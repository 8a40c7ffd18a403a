//! Single-line field editing.

use crossterm::event::{KeyCode, KeyEvent};
use ratatui::style::Style;
use tui_textarea::TextArea;

/// Single-line text editor backing the search bar and form fields.
///
/// One editor instance is reused across fields: the shell loads the focused
/// field's current value into it and writes the text back into the draft on
/// every keystroke.
pub struct FieldEditor {
    /// Underlying text area, kept to a single line.
    area: TextArea<'static>,
}

impl FieldEditor {
    /// Creates an empty editor.
    #[must_use]
    pub fn new() -> Self {
        let mut editor = Self {
            area: TextArea::default(),
        };
        editor.set_text("");
        editor
    }

    /// Replaces the content and moves the cursor to the end.
    pub fn set_text(&mut self, text: &str) {
        let mut area = TextArea::new(vec![text.to_owned()]);
        area.set_cursor_line_style(Style::default());
        area.move_cursor(tui_textarea::CursorMove::End);
        self.area = area;
    }

    /// Current content.
    #[must_use]
    pub fn text(&self) -> String {
        self.area.lines().first().cloned().unwrap_or_default()
    }

    /// Feeds a key event into the editor, returning whether the content
    /// changed. Enter is swallowed to keep the content single-line.
    pub fn input(&mut self, key: KeyEvent) -> bool {
        if key.code == KeyCode::Enter {
            return false;
        }
        self.area.input(key)
    }
}

impl Default for FieldEditor {
    fn default() -> Self {
        Self::new()
    }
}
use async_trait::async_trait;

use crate::types::{Post, PostDraft, User, UserDraft};
use crate::Result;

/// Trait for clients of a remote record collection API.
///
/// Implementations follow plain REST semantics per collection: list the whole
/// collection in one response, create, partially update by id, delete by id.
/// No retry, backoff, or timeout policy is layered on top; failures surface
/// as typed errors for the caller to log and display.
#[async_trait]
pub trait CollectionClient: Send + Sync {
    /// Fetches the full users collection.
    ///
    /// # Errors
    ///
    /// Returns an error if the request fails or the response cannot be parsed.
    async fn list_users(&self) -> Result<Vec<User>>;

    /// Creates a user from a draft and returns the server echo.
    ///
    /// # Errors
    ///
    /// Returns an error if the request fails or the response cannot be parsed.
    async fn create_user(&self, draft: &UserDraft) -> Result<User>;

    /// Partially updates the user with the given id.
    ///
    /// # Errors
    ///
    /// Returns an error if the request fails or the response cannot be parsed.
    async fn update_user(&self, id: i64, draft: &UserDraft) -> Result<User>;

    /// Deletes the user with the given id.
    ///
    /// # Errors
    ///
    /// Returns an error if the request fails.
    async fn delete_user(&self, id: i64) -> Result<()>;

    /// Fetches the full posts collection.
    ///
    /// # Errors
    ///
    /// Returns an error if the request fails or the response cannot be parsed.
    async fn list_posts(&self) -> Result<Vec<Post>>;

    /// Creates a post. The caller supplies the complete record, locally
    /// assigned id included; the server echo is returned.
    ///
    /// # Errors
    ///
    /// Returns an error if the request fails or the response cannot be parsed.
    async fn create_post(&self, post: &Post) -> Result<Post>;

    /// Partially updates the post with the given id.
    ///
    /// # Errors
    ///
    /// Returns an error if the request fails or the response cannot be parsed.
    async fn update_post(&self, id: i64, draft: &PostDraft) -> Result<Post>;

    /// Deletes the post with the given id.
    ///
    /// # Errors
    ///
    /// Returns an error if the request fails.
    async fn delete_post(&self, id: i64) -> Result<()>;
}
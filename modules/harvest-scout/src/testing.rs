// Test mocks for the research executor.
//
// - MockSearcher (WebSearcher): query -> response, or a scripted failure
// - MockScraper (PageScraper): url -> ScrapeResult, FETCH_FAILED otherwise
//
// Plus helpers for building search hits and long-enough page content.

use std::collections::{HashMap, HashSet};
use std::sync::atomic::{AtomicUsize, Ordering};
use std::sync::Mutex;

use anyhow::{bail, Result};
use async_trait::async_trait;
use harvest_archive::extract::SUMMARY_CHARS;
use harvest_common::{
    ScrapeErrorCode, ScrapeResult, SearchEnrichment, SearchResponse, SearchResult,
};

use crate::traits::{PageScraper, WebSearcher};

// ---------------------------------------------------------------------------
// MockSearcher
// ---------------------------------------------------------------------------

pub struct MockSearcher {
    responses: HashMap<String, SearchResponse>,
    failing: HashSet<String>,
    calls: AtomicUsize,
}

impl MockSearcher {
    pub fn new() -> Self {
        Self {
            responses: HashMap::new(),
            failing: HashSet::new(),
            calls: AtomicUsize::new(0),
        }
    }

    pub fn on_query(mut self, query: &str, results: Vec<SearchResult>) -> Self {
        self.responses
            .insert(query.to_string(), SearchResponse::new("mock", results));
        self
    }

    pub fn on_query_with_enrichment(
        mut self,
        query: &str,
        results: Vec<SearchResult>,
        enrichment: SearchEnrichment,
    ) -> Self {
        self.responses.insert(
            query.to_string(),
            SearchResponse::new("mock", results).with_enrichment(enrichment),
        );
        self
    }

    pub fn on_response(mut self, query: &str, response: SearchResponse) -> Self {
        self.responses.insert(query.to_string(), response);
        self
    }

    pub fn failing_on(mut self, query: &str) -> Self {
        self.failing.insert(query.to_string());
        self
    }

    pub fn calls(&self) -> usize {
        self.calls.load(Ordering::SeqCst)
    }
}

impl Default for MockSearcher {
    fn default() -> Self {
        Self::new()
    }
}

#[async_trait]
impl WebSearcher for MockSearcher {
    async fn search(&self, query: &str, max_results: usize) -> Result<SearchResponse> {
        self.calls.fetch_add(1, Ordering::SeqCst);
        if self.failing.contains(query) {
            bail!("MockSearcher: scripted failure for {query}");
        }
        let mut resp = self
            .responses
            .get(query)
            .cloned()
            .unwrap_or_else(|| SearchResponse::new("mock", Vec::new()));
        resp.results.truncate(max_results);
        Ok(resp)
    }
}

// ---------------------------------------------------------------------------
// MockScraper
// ---------------------------------------------------------------------------

pub struct MockScraper {
    pages: HashMap<String, ScrapeResult>,
    scraped: Mutex<Vec<String>>,
}

impl MockScraper {
    pub fn new() -> Self {
        Self {
            pages: HashMap::new(),
            scraped: Mutex::new(Vec::new()),
        }
    }

    pub fn on_page(mut self, url: &str, result: ScrapeResult) -> Self {
        self.pages.insert(url.to_string(), result);
        self
    }

    /// URLs scraped so far, in call order.
    pub fn scraped_urls(&self) -> Vec<String> {
        self.scraped.lock().expect("mock scraper lock poisoned").clone()
    }
}

impl Default for MockScraper {
    fn default() -> Self {
        Self::new()
    }
}

#[async_trait]
impl PageScraper for MockScraper {
    async fn scrape(&self, url: &str) -> ScrapeResult {
        self.scraped
            .lock()
            .expect("mock scraper lock poisoned")
            .push(url.to_string());
        self.pages.get(url).cloned().unwrap_or_else(|| {
            ScrapeResult::failure(url, ScrapeErrorCode::FetchFailed, "no page registered")
        })
    }
}

// ---------------------------------------------------------------------------
// Helpers
// ---------------------------------------------------------------------------

pub fn hit(url: &str, score: f64) -> SearchResult {
    SearchResult {
        title: format!("Result for {url}"),
        url: url.to_string(),
        snippet: format!("Snippet for {url}"),
        relevance_score: score,
    }
}

/// A successful scrape with `chars` characters of prose.
pub fn page(title: &str, chars: usize) -> ScrapeResult {
    let content: String = "Neighbors organized a tool library in the church basement. "
        .repeat(chars / 50 + 1)
        .chars()
        .take(chars)
        .collect();
    let summary: String = content.chars().take(SUMMARY_CHARS).collect();
    ScrapeResult::success(title, content, summary, false)
}
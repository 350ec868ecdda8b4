// Decides whether a page only becomes readable after client-side scripts run.
// Must run on the unstripped document: the evidence lives in script tags.

use std::sync::LazyLock;

use regex::Regex;
use scraper::{Html, Selector};

use super::main_content::body_text;

/// SPA root present and less visible text than this means an empty shell.
pub const SPA_MIN_BODY_TEXT: usize = 500;

/// Script markers of frameworks that stream content as script payloads.
pub(crate) const STREAMING_MARKERS: &[&str] = &["self.__next_f"];

static SPA_ROOT_SELECTOR: LazyLock<Selector> = LazyLock::new(|| {
    Selector::parse("#root, #app, #__next, #__nuxt, [data-reactroot], [ng-app], [ng-version]")
        .expect("BUG: hardcoded SPA root selector is invalid")
});

static NOSCRIPT_SELECTOR: LazyLock<Selector> = LazyLock::new(|| {
    Selector::parse("noscript").expect("BUG: hardcoded CSS selector 'noscript' is invalid")
});

static JS_REQUIRED_RE: LazyLock<Regex> = LazyLock::new(|| {
    Regex::new(
        r"(?i)(?:enable|requires?|turn on|need)\s+(?:to\s+(?:enable|run)\s+)?javascript|javascript\s+(?:is\s+)?(?:required|disabled|must be enabled|to run this app)",
    )
    .expect("valid regex")
});

pub(crate) fn has_streaming_payload(raw_html: &str) -> bool {
    STREAMING_MARKERS.iter().any(|m| raw_html.contains(m))
}

pub(crate) fn needs_js_rendering(doc: &Html, raw_html: &str) -> bool {
    if has_streaming_payload(raw_html) {
        return true;
    }

    if doc.select(&SPA_ROOT_SELECTOR).next().is_some()
        && body_text(doc).chars().count() < SPA_MIN_BODY_TEXT
    {
        return true;
    }

    doc.select(&NOSCRIPT_SELECTOR)
        .any(|el| JS_REQUIRED_RE.is_match(&el.text().collect::<String>()))
}
use std::sync::Arc;

use anyhow::Result;
use clap::{Parser, Subcommand};
use tracing::info;
use tracing_subscriber::EnvFilter;

use harvest_archive::{SearchChain, Scraper};
use harvest_common::Config;
use harvest_scout::{ResearchEvent, ResearchExecutor, ResearchPlan};

#[derive(Parser)]
#[command(name = "harvest", about = "Fetch, clean and aggregate web content")]
struct Cli {
    #[command(subcommand)]
    command: Command,
}

#[derive(Subcommand)]
enum Command {
    /// Scrape one URL and print the result as JSON.
    Scrape {
        url: String,
    },
    /// Search every query, scrape the best hits, print the harvested bundle.
    Research {
        #[arg(required = true)]
        queries: Vec<String>,
        #[arg(long)]
        max_scrapes: Option<usize>,
    },
}

#[tokio::main]
async fn main() -> Result<()> {
    tracing_subscriber::fmt()
        .with_env_filter(EnvFilter::from_default_env().add_directive("harvest=info".parse()?))
        .init();

    let cli = Cli::parse();
    let config = Config::from_env()?;
    let scraper = Arc::new(Scraper::from_config(&config)?);

    match cli.command {
        Command::Scrape { url } => {
            let result = scraper.scrape(&url).await;
            println!("{}", serde_json::to_string_pretty(&result)?);
        }
        Command::Research {
            queries,
            max_scrapes,
        } => {
            let searcher = Arc::new(SearchChain::from_config(&config)?);
            info!(providers = ?searcher.provider_names(), "Search chain ready");

            let mut plan = ResearchPlan::from_config(queries, &config);
            if let Some(max) = max_scrapes {
                plan = plan.with_max_scrapes(max);
            }

            let (tx, mut rx) = tokio::sync::mpsc::unbounded_channel::<ResearchEvent>();
            let printer = tokio::spawn(async move {
                while let Some(event) = rx.recv().await {
                    info!(?event, "Research progress");
                }
            });

            let executor = ResearchExecutor::new(searcher, scraper);
            let outcome = executor.run(&plan, Some(&tx)).await;
            drop(tx);
            printer.await?;

            println!("{}", serde_json::to_string_pretty(&outcome.harvested)?);
        }
    }

    Ok(())
}
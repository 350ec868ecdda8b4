//! Scrape orchestration: cache, strategy fallback, extraction.
//!
//! Direct fetch is always tried first. Headless render runs when direct
//! fetch fails with an escalatable code, or when it succeeds but the page
//! fails extraction (JS-only shells answer 200 with an empty body). The whole
//! chain runs against one outer deadline and every final outcome is cached.

use std::sync::Arc;
use std::time::Duration;

use harvest_common::{is_http_url, Config, ScrapeErrorCode, ScrapeResult};
use tokio::time::{timeout_at, Instant};
use tracing::{info, warn};

use crate::cache::{CacheSettings, ScrapeCache};
use crate::extract::extract;
use crate::fetch::{DirectFetch, FetchResult, FetchStrategy, HeadlessRender};

pub const DEFAULT_SCRAPE_TIMEOUT: Duration = Duration::from_secs(35);

pub struct Scraper {
    direct: Arc<dyn FetchStrategy>,
    fallback: Option<Arc<dyn FetchStrategy>>,
    cache: Arc<ScrapeCache>,
    timeout: Duration,
}

/// One failed path: which strategy, what went wrong.
struct Attempt {
    strategy: String,
    code: ScrapeErrorCode,
    message: String,
}

impl Scraper {
    pub fn new(
        direct: Arc<dyn FetchStrategy>,
        fallback: Option<Arc<dyn FetchStrategy>>,
        cache: Arc<ScrapeCache>,
    ) -> Self {
        Self {
            direct,
            fallback,
            cache,
            timeout: DEFAULT_SCRAPE_TIMEOUT,
        }
    }

    pub fn with_timeout(mut self, timeout: Duration) -> Self {
        self.timeout = timeout;
        self
    }

    /// Direct fetch plus headless render when `BROWSERLESS_URL` is set.
    pub fn from_config(config: &Config) -> crate::error::Result<Self> {
        let direct: Arc<dyn FetchStrategy> = Arc::new(DirectFetch::new()?);
        let fallback: Option<Arc<dyn FetchStrategy>> = match &config.browserless_url {
            Some(url) => Some(Arc::new(HeadlessRender::new(
                url,
                config.browserless_token.as_deref(),
            )?)),
            None => {
                warn!("BROWSERLESS_URL not set, headless render fallback disabled");
                None
            }
        };
        let cache = Arc::new(ScrapeCache::new(CacheSettings::from_config(config)));
        Ok(Self::new(direct, fallback, cache).with_timeout(config.scrape_timeout))
    }

    pub fn cache(&self) -> &Arc<ScrapeCache> {
        &self.cache
    }

    /// Scrape `url`. Always returns a well-formed result, within the outer
    /// timeout.
    pub async fn scrape(&self, url: &str) -> ScrapeResult {
        if !is_http_url(url) {
            warn!(url, "Rejecting non-http(s) URL");
            return ScrapeResult::failure(
                url,
                ScrapeErrorCode::InvalidUrl,
                "URL must be an absolute http(s) URL",
            );
        }

        if let Some(hit) = self.cache.get(url) {
            info!(url, failed = hit.is_failure(), "Scrape cache hit");
            return hit;
        }

        let result = self.scrape_uncached(url).await;
        self.cache.insert(url, result.clone());
        result
    }

    /// Both paths share one deadline. Attempts recorded before it expires
    /// stay in the final failure message.
    async fn scrape_uncached(&self, url: &str) -> ScrapeResult {
        let deadline = Instant::now() + self.timeout;
        let mut attempts: Vec<Attempt> = Vec::new();

        let Ok(outcome) = timeout_at(deadline, self.try_strategy(self.direct.as_ref(), url)).await
        else {
            return self.timed_out(url, attempts);
        };
        match outcome {
            Ok(result) => return result,
            Err(attempt) => {
                let escalate = attempt.escalates;
                attempts.push(attempt.inner);
                if !escalate {
                    return final_failure(url, &attempts);
                }
            }
        }

        let Some(fallback) = &self.fallback else {
            return final_failure(url, &attempts);
        };

        info!(url, from = self.direct.name(), to = fallback.name(), "Falling back");
        let Ok(outcome) = timeout_at(deadline, self.try_strategy(fallback.as_ref(), url)).await
        else {
            return self.timed_out(url, attempts);
        };
        match outcome {
            Ok(result) => result,
            Err(attempt) => {
                attempts.push(attempt.inner);
                final_failure(url, &attempts)
            }
        }
    }

    fn timed_out(&self, url: &str, mut attempts: Vec<Attempt>) -> ScrapeResult {
        warn!(url, timeout_secs = self.timeout.as_secs(), "Scrape timed out");
        attempts.push(Attempt {
            strategy: "outer".to_string(),
            code: ScrapeErrorCode::Timeout,
            message: format!("exceeded {}s", self.timeout.as_secs()),
        });
        final_failure(url, &attempts)
    }

    /// Fetch and extract through one strategy.
    async fn try_strategy(
        &self,
        strategy: &dyn FetchStrategy,
        url: &str,
    ) -> Result<ScrapeResult, FailedAttempt> {
        match strategy.fetch(url).await {
            FetchResult::Success { html, .. } => match extract(&html, url) {
                Ok(page) => {
                    info!(
                        url,
                        strategy = strategy.name(),
                        chars = page.content.chars().count(),
                        needs_js = page.needs_js_rendering,
                        "Scrape succeeded"
                    );
                    Ok(page.into_result())
                }
                Err(e) => {
                    warn!(url, strategy = strategy.name(), error = %e, "Extraction rejected page");
                    Err(FailedAttempt {
                        inner: Attempt {
                            strategy: strategy.name().to_string(),
                            code: e.code(),
                            message: e.to_string(),
                        },
                        escalates: true,
                    })
                }
            },
            FetchResult::Failure { code, message } => {
                warn!(url, strategy = strategy.name(), ?code, error = %message, "Fetch failed");
                Err(FailedAttempt {
                    inner: Attempt {
                        strategy: strategy.name().to_string(),
                        code: code.into(),
                        message,
                    },
                    escalates: code.should_escalate(),
                })
            }
        }
    }
}

struct FailedAttempt {
    inner: Attempt,
    escalates: bool,
}

/// Failure carrying every attempted path; the code is the last path's.
fn final_failure(url: &str, attempts: &[Attempt]) -> ScrapeResult {
    let message = attempts
        .iter()
        .map(|a| format!("{}: {}", a.strategy, a.message))
        .collect::<Vec<_>>()
        .join("; ");
    let code = attempts
        .last()
        .map(|a| a.code)
        .unwrap_or(ScrapeErrorCode::FetchFailed);
    ScrapeResult::failure(url, code, message)
}
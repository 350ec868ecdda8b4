// Serper (Google Search) provider.

use std::time::Duration;

use anyhow::{Context, Result};
use async_trait::async_trait;
use harvest_common::{SearchEnrichment, SearchResponse, SearchResult};
use tracing::info;

use super::SearchProvider;

const SERPER_ENDPOINT: &str = "https://google.serper.dev/search";

#[derive(Debug, serde::Deserialize)]
#[serde(rename_all = "camelCase")]
struct SerperResponse {
    #[serde(default)]
    organic: Vec<SerperResult>,
    #[serde(default)]
    knowledge_graph: Option<serde_json::Value>,
    #[serde(default)]
    answer_box: Option<serde_json::Value>,
    #[serde(default)]
    people_also_ask: Vec<serde_json::Value>,
}

#[derive(Debug, serde::Deserialize)]
struct SerperResult {
    #[serde(default)]
    link: String,
    #[serde(default)]
    title: String,
    #[serde(default)]
    snippet: String,
}

pub struct SerperProvider {
    api_key: String,
    endpoint: String,
    client: reqwest::Client,
}

impl SerperProvider {
    pub fn new(api_key: &str) -> crate::error::Result<Self> {
        Self::with_endpoint(api_key, SERPER_ENDPOINT)
    }

    pub fn with_endpoint(api_key: &str, endpoint: &str) -> crate::error::Result<Self> {
        Ok(Self {
            api_key: api_key.to_string(),
            endpoint: endpoint.to_string(),
            client: reqwest::Client::builder()
                .timeout(Duration::from_secs(30))
                .build()?,
        })
    }
}

/// Rank-derived relevance: 1.0 for the top hit, falling linearly with position.
fn position_score(index: usize, total: usize) -> f64 {
    if total == 0 {
        return 0.0;
    }
    1.0 - index as f64 / total as f64
}

#[async_trait]
impl SearchProvider for SerperProvider {
    async fn search(&self, query: &str, max_results: usize) -> Result<SearchResponse> {
        info!(query, max_results, "Serper search");

        let body = serde_json::json!({
            "q": query,
            "num": max_results,
        });

        let data: SerperResponse = self
            .client
            .post(&self.endpoint)
            .header("X-API-KEY", &self.api_key)
            .header("Content-Type", "application/json")
            .json(&body)
            .send()
            .await
            .context("Serper API request failed")?
            .error_for_status()
            .context("Serper API returned an error status")?
            .json()
            .await
            .context("Failed to parse Serper response")?;

        let organic: Vec<SerperResult> = data
            .organic
            .into_iter()
            .filter(|r| !r.link.is_empty())
            .take(max_results)
            .collect();
        let total = organic.len();
        let results: Vec<SearchResult> = organic
            .into_iter()
            .enumerate()
            .map(|(i, r)| SearchResult {
                url: r.link,
                title: r.title,
                snippet: r.snippet,
                relevance_score: position_score(i, total),
            })
            .collect();

        info!(query, count = results.len(), "Serper search complete");

        let enrichment = SearchEnrichment {
            knowledge_graph: data.knowledge_graph,
            answer_box: data.answer_box,
            related_questions: data.people_also_ask,
        };
        Ok(SearchResponse::new(self.name(), results).with_enrichment(enrichment))
    }

    fn name(&self) -> &str {
        "serper"
    }
}
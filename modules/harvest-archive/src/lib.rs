pub mod cache;
pub mod error;
pub mod extract;
pub mod fetch;
pub mod orchestrator;
pub mod search;
#[cfg(any(test, feature = "test-support"))]
pub mod testing;

pub use cache::{normalize_url, CacheSettings, ScrapeCache};
pub use error::{ArchiveError, ExtractionError, Result};
pub use extract::{extract, ExtractedPage};
pub use fetch::{DirectFetch, FetchErrorCode, FetchResult, FetchStrategy, HeadlessRender};
pub use orchestrator::{Scraper, DEFAULT_SCRAPE_TIMEOUT};
pub use search::{
    degraded_response, SearchChain, SearchProvider, SerperProvider, TavilyProvider,
    FALLBACK_PROVIDER,
};
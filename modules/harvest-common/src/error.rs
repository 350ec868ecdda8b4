use thiserror::Error;

#[derive(Error, Debug)]
pub enum HarvestError {
    #[error("Configuration error: {0}")]
    Config(String),
}
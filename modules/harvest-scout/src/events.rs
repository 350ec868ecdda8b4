use serde::Serialize;
use tokio::sync::mpsc::UnboundedSender;

/// Coarse progress of one research pass, emitted at phase boundaries only.
#[derive(Debug, Clone, PartialEq, Eq, Serialize)]
#[serde(tag = "type", rename_all = "snake_case")]
pub enum ResearchEvent {
    SearchStarted {
        queries: usize,
    },
    SearchCompleted {
        total_results: usize,
        failed_queries: usize,
        elapsed_ms: u64,
    },
    ScrapeStarted {
        candidates: usize,
    },
    ScrapeCompleted {
        succeeded: usize,
        failed: usize,
        elapsed_ms: u64,
    },
}

/// Send if anyone is listening. A dropped receiver is not an error.
pub(crate) fn emit(progress: Option<&UnboundedSender<ResearchEvent>>, event: ResearchEvent) {
    if let Some(tx) = progress {
        let _ = tx.send(event);
    }
}
// Trait seams for the research executor.
//
// PageScraper stands in for the archive Scraper, WebSearcher for the
// SearchChain. Mocks in `testing` let the executor run with no network.

use anyhow::Result;
use async_trait::async_trait;
use harvest_archive::{SearchChain, Scraper};
use harvest_common::{ScrapeResult, SearchResponse};

// ---------------------------------------------------------------------------
// PageScraper
// ---------------------------------------------------------------------------

#[async_trait]
pub trait PageScraper: Send + Sync {
    /// Scrape one URL. Failures come back as a result with `error` set.
    async fn scrape(&self, url: &str) -> ScrapeResult;
}

#[async_trait]
impl PageScraper for Scraper {
    async fn scrape(&self, url: &str) -> ScrapeResult {
        Scraper::scrape(self, url).await
    }
}

// ---------------------------------------------------------------------------
// WebSearcher
// ---------------------------------------------------------------------------

#[async_trait]
pub trait WebSearcher: Send + Sync {
    async fn search(&self, query: &str, max_results: usize) -> Result<SearchResponse>;
}

#[async_trait]
impl WebSearcher for SearchChain {
    async fn search(&self, query: &str, max_results: usize) -> Result<SearchResponse> {
        Ok(SearchChain::search(self, query, max_results).await)
    }
}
#####
## TASK OBJECTIVE
Scan the records for the string "Enter" and show every line that contains it.

## OUTPUT OF THE EXERCISE
    /// changed. Enter is swallowed to keep the content single-line.
        if key.code == KeyCode::Enter {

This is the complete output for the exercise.